Le procureur général de la Confédération, Michael Lauber, estime qu'il est pratiquement impossible de faire condamner une personne en Suisse pour appartenance à la mafia. Keystone

Le procureur général de la Confédération déplore l’impossibilité de faire condamner une personne en Suisse pour appartenance à une organisation mafieuse. Michael Lauber propose au Parlement de rendre la loi plus efficace.

«La simple appartenance (à une organisation criminelle) ne suffit pas pour une condamnation; la doctrine dominante est unanime sur ce point», a indiqué le procureur de la Confédération dans une interview accordée dimanche à la NZZ am Sonntag. Il faut prouver que la personne a soutenu concrètement l’organisation par ses activités criminelles, comme par exemple quelqu’un qui est actif en tant qu’avocat, agent fiduciaire ou conseiller, a-t-il ajouté.

En automne 2012, une décision de principe est tombée. Depuis, seule une procédure, dont les faits sont prouvés, peut être ouverte. «Dans tous les autres cas, nous n’ouvrons plus de procédure. Nous ne pouvons plus partir à l’aventure», a relevé Michael Lauber.

Que dit le code pénal?

Art. 260ter 1

Organisation criminelle

1. Celui qui aura participé à une organisation criminelle qui tient sa structure et son effectif secrets et qui poursuit le but de commettre des actes de violence criminels ou de se procurer des revenus par des moyens criminels.

Celui qui aura soutenu une telle organisation par son activité criminelle, sera puni d’une peine privative de liberté de cinq ans au plus ou d’une peine pécuniaire.

2. Le juge pourra atténuer librement la peine (art. 48a) à l’égard de celui qui se sera efforcé d’empêcher la poursuite de l’activité criminelle de l’organisation.

3. Est également punissable celui qui aura commis l’infraction à l’étranger si l’organisation exerce ou doit exercer son activité criminelle en tout ou en partie en Suisse. L’article 3, alinéa 2, est applicable.

Dans une procédure menée en Suisse à l’encontre de cinq membres présumés de la ‘Ndrangheta, la mafia calabraise, le Ministère public de la Confédération (MPC) avait établi la participation des suspects à une organisation criminelle. Mais à la mi-décembre, les charges ont été abandonnées suite à l’acquittement d’un des principaux suspects quelques semaines plus tôt en Italie.

Réévaluation de l’affaire Moubarak

S’agissant de l’affaire Moubarak, dont 700 millions de francs sont bloqués en Suisse, Michael Lauber parle de «réévaluation complète». Là aussi, l’argent de l’ancien président égyptien et de sa famille est bloqué après des soupçons de participation à une organisation criminelle. La charge de blanchiment d’argent est aussi retenue.
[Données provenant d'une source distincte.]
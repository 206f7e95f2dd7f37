//! SQLite store for messaging device tokens.
//!
//! Backs the optional `device_token` capability. Saving the same token twice
//! re-assigns it to the latest user instead of failing.

use crate::capability::{CapabilityError, DeviceTokenSaver, OptionalCapability};
use crate::repo::attendance_repo::RepoResult;
use log::info;
use rusqlite::{params, Connection};

pub struct SqliteDeviceTokenStore {
    conn: Connection,
}

impl SqliteDeviceTokenStore {
    /// Takes ownership of a migrated connection.
    pub fn new(conn: Connection) -> Self {
        Self { conn }
    }

    pub fn save(&self, user_name: &str, token: &str) -> RepoResult<()> {
        self.conn.execute(
            "INSERT INTO device_tokens (token, user_name) VALUES (?1, ?2)
             ON CONFLICT (token) DO UPDATE SET
                user_name = excluded.user_name,
                saved_at = (strftime('%s', 'now') * 1000);",
            params![token, user_name],
        )?;
        info!("event=device_token_save module=repo status=ok user={user_name}");
        Ok(())
    }

    pub fn tokens_for(&self, user_name: &str) -> RepoResult<Vec<String>> {
        let mut stmt = self
            .conn
            .prepare("SELECT token FROM device_tokens WHERE user_name = ?1 ORDER BY token;")?;
        let tokens = stmt
            .query_map([user_name], |row| row.get::<_, String>(0))?
            .collect::<Result<Vec<_>, _>>()?;
        Ok(tokens)
    }
}

impl DeviceTokenSaver for SqliteDeviceTokenStore {
    fn save_device_token(&self, user_name: &str, token: &str) -> Result<(), CapabilityError> {
        self.save(user_name, token)
            .map_err(|err| CapabilityError::Rejected {
                capability: OptionalCapability::DeviceToken,
                message: err.to_string(),
            })
    }
}

#[cfg(test)]
mod tests {
    use super::SqliteDeviceTokenStore;
    use crate::capability::DeviceTokenSaver;
    use crate::db::open_db_in_memory;

    #[test]
    fn saving_same_token_reassigns_owner() {
        let store = SqliteDeviceTokenStore::new(open_db_in_memory().unwrap());

        store.save_device_token("asha", "tok-1").unwrap();
        store.save_device_token("ravi", "tok-1").unwrap();

        assert!(store.tokens_for("asha").unwrap().is_empty());
        assert_eq!(store.tokens_for("ravi").unwrap(), ["tok-1"]);
    }
}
Etant donné la difficulté à établir les faits, le procureur général propose au Parlement de modifier la loi, afin de rendre la lutte contre les organisations criminelles plus efficace. «L’article du Code pénal suisse sur les organisations criminelles est très difficile à appliquer à des structures mafieuses».

Paolo Bernasconi, ancien procureur du canton du Tessin, a estimé sur les ondes de RTS La première que Michael Lauber «mérite une médaille car il a identifié de façon précise et concrète quels sont les défauts dans le système de répression contre le crime organisé en Suisse.»

La Suisse, un «Heidiland» de la lutte antimafia

Questionné sur l’opportunité d’une telle intervention médiatique, Paolo Bernasconi a rappelé que le procureur de la Confédération avait déjà présenté un projet de modification de l’article de loi sur le crime organisé. «Puisque le Parlement prend son temps, il a tout à fait raison d’adopter une nouvelle tactique, soit de ne plus essayer de faire condamner les personnes pour ce chef d’accusation».

Le code de procédure pénal adopté il y a 5 ans ne fait en effet que «chatouiller» les membres de la mafia, du crime organisé et du terrorisme politique et la Suisse «est encore un Heidiland de la lutte contre la mafia», a encore estimé Paolo Bernasconi.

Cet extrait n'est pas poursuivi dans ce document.